[Dataset excerpts]
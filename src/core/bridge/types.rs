//! Collaborator-facing event types and callback signatures.

use std::fmt;
use std::future::Future;
use std::pin::Pin;
use std::sync::Arc;

use serde::{Deserialize, Serialize};

use crate::core::evi::ProsodyScores;
use crate::errors::bridge_error::BridgeError;

/// One synthesized audio chunk from the engine.
///
/// The payload is the opaque encoded audio exactly as it arrived on the
/// stream; the bridge never transcodes it.
#[derive(Debug, Clone, Serialize)]
pub struct AudioChunk {
    /// Engine-assigned chunk ID, when present.
    pub id: Option<String>,
    /// Encoded audio payload, relayed verbatim.
    pub data: String,
}

/// Speaker role on a transcript event.
#[derive(Debug, Clone, Copy, PartialEq, Eq, Serialize, Deserialize)]
#[serde(rename_all = "lowercase")]
pub enum SpeakerRole {
    /// User speech transcript
    User,
    /// Assistant speech transcript
    Assistant,
}

impl fmt::Display for SpeakerRole {
    fn fmt(&self, f: &mut fmt::Formatter<'_>) -> fmt::Result {
        match self {
            SpeakerRole::User => write!(f, "user"),
            SpeakerRole::Assistant => write!(f, "assistant"),
        }
    }
}

/// A transcript event for one spoken turn, possibly partial.
#[derive(Debug, Clone, Serialize)]
#[serde(rename_all = "camelCase")]
pub struct TranscriptEvent {
    /// Who spoke.
    pub role: SpeakerRole,
    /// Transcript text.
    pub content: String,
    /// True for a partial (not yet final) user transcript.
    pub interim: bool,
    /// Emotion scores detected in the speech, when available.
    #[serde(skip_serializing_if = "Option::is_none")]
    pub emotions: Option<ProsodyScores>,
}

/// Callback for synthesized audio chunks.
pub type AudioCallback =
    Arc<dyn Fn(AudioChunk) -> Pin<Box<dyn Future<Output = ()> + Send>> + Send + Sync>;

/// Callback for transcript events.
pub type TranscriptCallback =
    Arc<dyn Fn(TranscriptEvent) -> Pin<Box<dyn Future<Output = ()> + Send>> + Send + Sync>;

/// Callback for errors observed on a session.
pub type ErrorCallback =
    Arc<dyn Fn(BridgeError) -> Pin<Box<dyn Future<Output = ()> + Send>> + Send + Sync>;

/// The three callbacks a collaborator supplies when starting a conversation.
#[derive(Clone)]
pub struct CallHandlers {
    /// Invoked for every synthesized audio chunk.
    pub on_audio: AudioCallback,
    /// Invoked for every transcript event.
    pub on_transcript: TranscriptCallback,
    /// Invoked for engine errors, malformed frames, and transport failures.
    pub on_error: ErrorCallback,
}

impl CallHandlers {
    /// Build handlers from three closures.
    pub fn new(
        on_audio: AudioCallback,
        on_transcript: TranscriptCallback,
        on_error: ErrorCallback,
    ) -> Self {
        Self {
            on_audio,
            on_transcript,
            on_error,
        }
    }
}

impl fmt::Debug for CallHandlers {
    fn fmt(&self, f: &mut fmt::Formatter<'_>) -> fmt::Result {
        f.debug_struct("CallHandlers").finish_non_exhaustive()
    }
}

/// Point-in-time snapshot of one session, for diagnostics.
#[derive(Debug, Clone, Serialize)]
#[serde(rename_all = "camelCase")]
pub struct ConnectionInfo {
    /// Call identifier.
    pub call_id: String,
    /// Milliseconds since the session started.
    pub duration_ms: u64,
    /// Audio frames pushed toward the engine.
    pub audio_frames_in: u64,
    /// Audio chunks relayed back to the caller.
    pub audio_frames_out: u64,
    /// Transcript events relayed.
    pub transcript_events: u64,
    /// True while the session is usable.
    pub active: bool,
    /// Engine-assigned chat ID, once metadata has arrived.
    pub chat_id: Option<String>,
    /// Engine-assigned chat group ID.
    pub chat_group_id: Option<String>,
    /// Configuration ID used to open the session.
    pub config_id: Option<String>,
}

Try it | Of all the entries above, repeat only the lines from the line that has "impl fmt::Display for" to the line that has "pub type AudioCallback", both lines included, exactly.

Response below |
impl fmt::Display for SpeakerRole {
    fn fmt(&self, f: &mut fmt::Formatter<'_>) -> fmt::Result {
        match self {
            SpeakerRole::User => write!(f, "user"),
            SpeakerRole::Assistant => write!(f, "assistant"),
        }
    }
}

/// A transcript event for one spoken turn, possibly partial.
#[derive(Debug, Clone, Serialize)]
#[serde(rename_all = "camelCase")]
pub struct TranscriptEvent {
    /// Who spoke.
    pub role: SpeakerRole,
    /// Transcript text.
    pub content: String,
    /// True for a partial (not yet final) user transcript.
    pub interim: bool,
    /// Emotion scores detected in the speech, when available.
    #[serde(skip_serializing_if = "Option::is_none")]
    pub emotions: Option<ProsodyScores>,
}

/// Callback for synthesized audio chunks.
pub type AudioCallback =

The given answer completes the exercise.